*Data for processing*:
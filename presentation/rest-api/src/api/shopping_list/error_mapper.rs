use poem::http::StatusCode;
use poem_openapi::payload::Json;

use business::domain::shopping_list::errors::ShoppingListError;

use crate::api::error::{ErrorResponse, IntoErrorResponse};

impl IntoErrorResponse for ShoppingListError {
    fn into_error_response(self) -> (StatusCode, Json<ErrorResponse>) {
        let (status, name, message) = match &self {
            ShoppingListError::NameEmpty => (
                StatusCode::BAD_REQUEST,
                "ValidationError",
                "shopping_list.name_empty",
            ),
            ShoppingListError::NegativeBalance => (
                StatusCode::BAD_REQUEST,
                "ValidationError",
                "shopping_list.negative_balance",
            ),
            ShoppingListError::Empty => {
                (StatusCode::CONFLICT, "GuardFailure", "shopping_list.empty")
            }
            ShoppingListError::ItemsWithoutPrice => (
                StatusCode::CONFLICT,
                "GuardFailure",
                "shopping_list.items_without_price",
            ),
            ShoppingListError::BalanceNotSet => (
                StatusCode::CONFLICT,
                "GuardFailure",
                "shopping_list.balance_not_set",
            ),
            ShoppingListError::NotResumable => (
                StatusCode::CONFLICT,
                "GuardFailure",
                "shopping_list.not_resumable",
            ),
            ShoppingListError::CurrentNotEmpty => (
                StatusCode::CONFLICT,
                "ConfirmationRequired",
                "shopping_list.current_not_empty",
            ),
            ShoppingListError::CannotDeleteCurrent => (
                StatusCode::CONFLICT,
                "GuardFailure",
                "shopping_list.cannot_delete_current",
            ),
            ShoppingListError::CurrentListMissing => (
                StatusCode::CONFLICT,
                "Conflict",
                "shopping_list.current_missing",
            ),
            ShoppingListError::NotFound => {
                (StatusCode::NOT_FOUND, "NotFound", "shopping_list.not_found")
            }
            ShoppingListError::Repository(_) => (
                StatusCode::INTERNAL_SERVER_ERROR,
                "InternalError",
                "repository.persistence",
            ),
        };

        (
            status,
            Json(ErrorResponse {
                name: name.to_string(),
                message: message.to_string(),
            }),
        )
    }
}
pub mod application {
    pub mod auth {
        pub mod login;
        pub mod logout;
        pub mod register;
    }
    pub mod profile {
        pub mod get;
        pub mod set_theme;
        pub mod update_name;
    }
    pub mod shopping_item {
        pub mod add;
        pub mod remove;
        pub mod update;
    }
    pub mod shopping_list {
        pub mod delete_record;
        pub mod finalize;
        pub mod get_current;
        pub mod get_history;
        pub mod resume;
        pub mod save_draft;
        pub mod update_balance;
    }
}

pub mod domain {
    pub mod errors;
    pub mod logger;
    pub mod auth {
        pub mod errors;
        pub mod gateway;
        pub mod model;
        pub mod use_cases {
            pub mod login;
            pub mod logout;
            pub mod register;
        }
    }
    pub mod profile {
        pub mod errors;
        pub mod model;
        pub mod repository;
        pub mod value_objects;
        pub mod use_cases {
            pub mod get;
            pub mod set_theme;
            pub mod update_name;
        }
    }
    pub mod shared {
        pub mod format;
        pub mod value_objects;
    }
    pub mod shopping_item {
        pub mod errors;
        pub mod model;
        pub mod repository;
        pub mod use_cases {
            pub mod add;
            pub mod remove;
            pub mod update;
        }
    }
    pub mod shopping_list {
        pub mod errors;
        pub mod model;
        pub mod repository;
        pub mod services;
        pub mod value_objects;
        pub mod use_cases {
            pub mod delete_record;
            pub mod finalize;
            pub mod get_current;
            pub mod get_history;
            pub mod resume;
            pub mod save_draft;
            pub mod update_balance;
        }
    }
}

*Task description*: The listing above is to be transcribed exactly. Include every line.

*Completed task*:
filename presentation/rest-api/src/api/shopping_list/error_mapper.rs
use poem::http::StatusCode;
use poem_openapi::payload::Json;

use business::domain::shopping_list::errors::ShoppingListError;

use crate::api::error::{ErrorResponse, IntoErrorResponse};

impl IntoErrorResponse for ShoppingListError {
    fn into_error_response(self) -> (StatusCode, Json<ErrorResponse>) {
        let (status, name, message) = match &self {
            ShoppingListError::NameEmpty => (
                StatusCode::BAD_REQUEST,
                "ValidationError",
                "shopping_list.name_empty",
            ),
            ShoppingListError::NegativeBalance => (
                StatusCode::BAD_REQUEST,
                "ValidationError",
                "shopping_list.negative_balance",
            ),
            ShoppingListError::Empty => {
                (StatusCode::CONFLICT, "GuardFailure", "shopping_list.empty")
            }
            ShoppingListError::ItemsWithoutPrice => (
                StatusCode::CONFLICT,
                "GuardFailure",
                "shopping_list.items_without_price",
            ),
            ShoppingListError::BalanceNotSet => (
                StatusCode::CONFLICT,
                "GuardFailure",
                "shopping_list.balance_not_set",
            ),
            ShoppingListError::NotResumable => (
                StatusCode::CONFLICT,
                "GuardFailure",
                "shopping_list.not_resumable",
            ),
            ShoppingListError::CurrentNotEmpty => (
                StatusCode::CONFLICT,
                "ConfirmationRequired",
                "shopping_list.current_not_empty",
            ),
            ShoppingListError::CannotDeleteCurrent => (
                StatusCode::CONFLICT,
                "GuardFailure",
                "shopping_list.cannot_delete_current",
            ),
            ShoppingListError::CurrentListMissing => (
                StatusCode::CONFLICT,
                "Conflict",
                "shopping_list.current_missing",
            ),
            ShoppingListError::NotFound => {
                (StatusCode::NOT_FOUND, "NotFound", "shopping_list.not_found")
            }
            ShoppingListError::Repository(_) => (
                StatusCode::INTERNAL_SERVER_ERROR,
                "InternalError",
                "repository.persistence",
            ),
        };

        (
            status,
            Json(ErrorResponse {
                name: name.to_string(),
                message: message.to_string(),
            }),
        )
    }
}
pub mod application {
    pub mod auth {
        pub mod login;
        pub mod logout;
        pub mod register;
    }
    pub mod profile {
        pub mod get;
        pub mod set_theme;
        pub mod update_name;
    }
    pub mod shopping_item {
        pub mod add;
        pub mod remove;
        pub mod update;
    }
    pub mod shopping_list {
        pub mod delete_record;
        pub mod finalize;
        pub mod get_current;
        pub mod get_history;
        pub mod resume;
        pub mod save_draft;
        pub mod update_balance;
    }
}

pub mod domain {
    pub mod errors;
    pub mod logger;
    pub mod auth {
        pub mod errors;
        pub mod gateway;
        pub mod model;
        pub mod use_cases {
            pub mod login;
            pub mod logout;
            pub mod register;
        }
    }
    pub mod profile {
        pub mod errors;
        pub mod model;
        pub mod repository;
        pub mod value_objects;
        pub mod use_cases {
            pub mod get;
            pub mod set_theme;
            pub mod update_name;
        }
    }
    pub mod shared {
        pub mod format;
        pub mod value_objects;
    }
    pub mod shopping_item {
        pub mod errors;
        pub mod model;
        pub mod repository;
        pub mod use_cases {
            pub mod add;
            pub mod remove;
            pub mod update;
        }
    }
    pub mod shopping_list {
        pub mod errors;
        pub mod model;
        pub mod repository;
        pub mod services;
        pub mod value_objects;
        pub mod use_cases {
            pub mod delete_record;
            pub mod finalize;
            pub mod get_current;
            pub mod get_history;
            pub mod resume;
            pub mod save_draft;
            pub mod update_balance;
        }
    }
}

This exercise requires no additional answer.